- [Supplied entries]
--------------------------------------------------
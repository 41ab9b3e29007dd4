//! Full-loop tests: a client calling into a real dispatch engine through
//! an in-process transporter, including the wire codec on both legs.

use std::sync::Arc;

use async_trait::async_trait;
use parley_client::{ClientConfig, RpcClient, TransportError, Transporter};
use parley_json_rpc::{
    Executor, FunctionOperation, InvokeError, JsonRpcRequest, JsonRpcResponse,
    OperationRegistry, OperationSignature, TypeHint, error_codes,
};
use serde_json::json;

/// Round-trips every request through its encoded text, exactly as a real
/// wire would, and suppresses responses to notifications.
struct LoopbackTransporter {
    executor: Executor,
}

#[async_trait]
impl Transporter for LoopbackTransporter {
    async fn send(&self, request: &JsonRpcRequest) -> Result<JsonRpcResponse, TransportError> {
        let raw = serde_json::to_string(request)
            .map_err(|e| TransportError::with_source("request encoding failed", e))?;
        let decoded: JsonRpcRequest = serde_json::from_str(&raw)
            .map_err(|e| TransportError::with_source("request decoding failed", e))?;

        let suppress = decoded.is_notification();
        let response = self.executor.execute(decoded).await;
        if suppress {
            return Ok(response);
        }

        let raw = serde_json::to_string(&response)
            .map_err(|e| TransportError::with_source("response encoding failed", e))?;
        serde_json::from_str(&raw)
            .map_err(|e| TransportError::with_source("response decoding failed", e))
    }
}

fn loopback_client() -> RpcClient {
    let mut registry = OperationRegistry::new();
    registry
        .register(FunctionOperation::new(
            OperationSignature::new("getMagicNumber")
                .param("n1", TypeHint::Integer)
                .param("n2", TypeHint::Integer)
                .named_params(true)
                .returns(TypeHint::Integer),
            |args| async move {
                let n1 = args[0].as_i64().unwrap_or_default();
                let n2 = args[1].as_i64().unwrap_or_default();
                Ok(Some(json!(n1 + n2)))
            },
        ))
        .unwrap();
    registry
        .register(FunctionOperation::new(
            OperationSignature::new("fails"),
            |_args| async move { Err(InvokeError::application(1, "Test error.", None)) },
        ))
        .unwrap();

    let executor = Executor::new(Arc::new(registry));
    RpcClient::new(Arc::new(LoopbackTransporter { executor }))
}

fn magic_signature() -> OperationSignature {
    OperationSignature::new("getMagicNumber")
        .param("n1", TypeHint::Integer)
        .param("n2", TypeHint::Integer)
        .named_params(true)
        .returns(TypeHint::Integer)
}

#[tokio::test]
async fn typed_call_round_trips_named_params() {
    let value = loopback_client()
        .call_op(&magic_signature(), &[json!(12), json!(67)])
        .await
        .unwrap();
    assert_eq!(value, json!(79));
}

#[tokio::test]
async fn ad_hoc_call_round_trips_positionally() {
    let value = loopback_client()
        .call("getMagicNumber", &[json!(42), json!(23)])
        .await
        .unwrap();
    assert_eq!(value, json!(65));
}

#[tokio::test]
async fn server_error_surfaces_as_request_error() {
    let failure = loopback_client().call("fails", &[]).await.unwrap_err();
    assert_eq!(failure.code(), 1);
    assert_eq!(failure.error().message, "Test error.");
}

#[tokio::test]
async fn unknown_method_error_carries_the_wire_code() {
    let failure = loopback_client()
        .call("noSuchMethod", &[])
        .await
        .unwrap_err();
    assert_eq!(failure.code(), error_codes::METHOD_NOT_FOUND);
}

#[tokio::test]
async fn wrong_argument_count_is_rejected_client_side() {
    let failure = loopback_client()
        .call_op(&magic_signature(), &[json!(12)])
        .await
        .unwrap_err();
    assert_eq!(failure.code(), error_codes::CONVERT_PARAMS_FAILURE);
}

#[tokio::test]
async fn invalid_params_reported_by_server() {
    // An ad hoc call bypasses client-side signature checks, so the server
    // answers with Invalid Params.
    let failure = loopback_client()
        .call("getMagicNumber", &[json!(1)])
        .await
        .unwrap_err();
    assert_eq!(failure.code(), error_codes::INVALID_PARAMS);
}

#[tokio::test]
async fn positional_mode_can_be_forced() {
    let mut registry = OperationRegistry::new();
    registry
        .register(FunctionOperation::new(
            magic_signature(),
            |args| async move {
                let n1 = args[0].as_i64().unwrap_or_default();
                let n2 = args[1].as_i64().unwrap_or_default();
                Ok(Some(json!(n1 + n2)))
            },
        ))
        .unwrap();
    let executor = Executor::new(Arc::new(registry));

    let config = ClientConfig {
        named_params: false,
        ..ClientConfig::default()
    };
    let client = RpcClient::with_config(Arc::new(LoopbackTransporter { executor }), config);

    let value = client
        .call_op(&magic_signature(), &[json!(1), json!(2)])
        .await
        .unwrap();
    assert_eq!(value, json!(3));
}

#[tokio::test]
async fn notification_gets_no_reply() {
    // The loopback transporter hands back the executor's internal
    // response; its id must be absent so nothing is addressable to the
    // caller.
    struct AssertingTransporter {
        executor: Executor,
    }

    #[async_trait]
    impl Transporter for AssertingTransporter {
        async fn send(&self, request: &JsonRpcRequest) -> Result<JsonRpcResponse, TransportError> {
            let response = self.executor.execute(request.clone()).await;
            assert!(response.id.is_absent());
            Ok(response)
        }
    }

    let mut registry = OperationRegistry::new();
    registry
        .register(FunctionOperation::new(
            OperationSignature::new("log").param("line", TypeHint::String),
            |_args| async move { Ok(None) },
        ))
        .unwrap();
    let executor = Executor::new(Arc::new(registry));
    let client = RpcClient::new(Arc::new(AssertingTransporter { executor }));

    client.notify("log", &[json!("hello")]).await.unwrap();
}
--------------------------------------------------
Where the word "JsonRpcResponse" shows up in a line of the listing, return that line.

- [Output]
    Executor, FunctionOperation, InvokeError, JsonRpcRequest, JsonRpcResponse,
    async fn send(&self, request: &JsonRpcRequest) -> Result<JsonRpcResponse, TransportError> {
        async fn send(&self, request: &JsonRpcRequest) -> Result<JsonRpcResponse, TransportError> {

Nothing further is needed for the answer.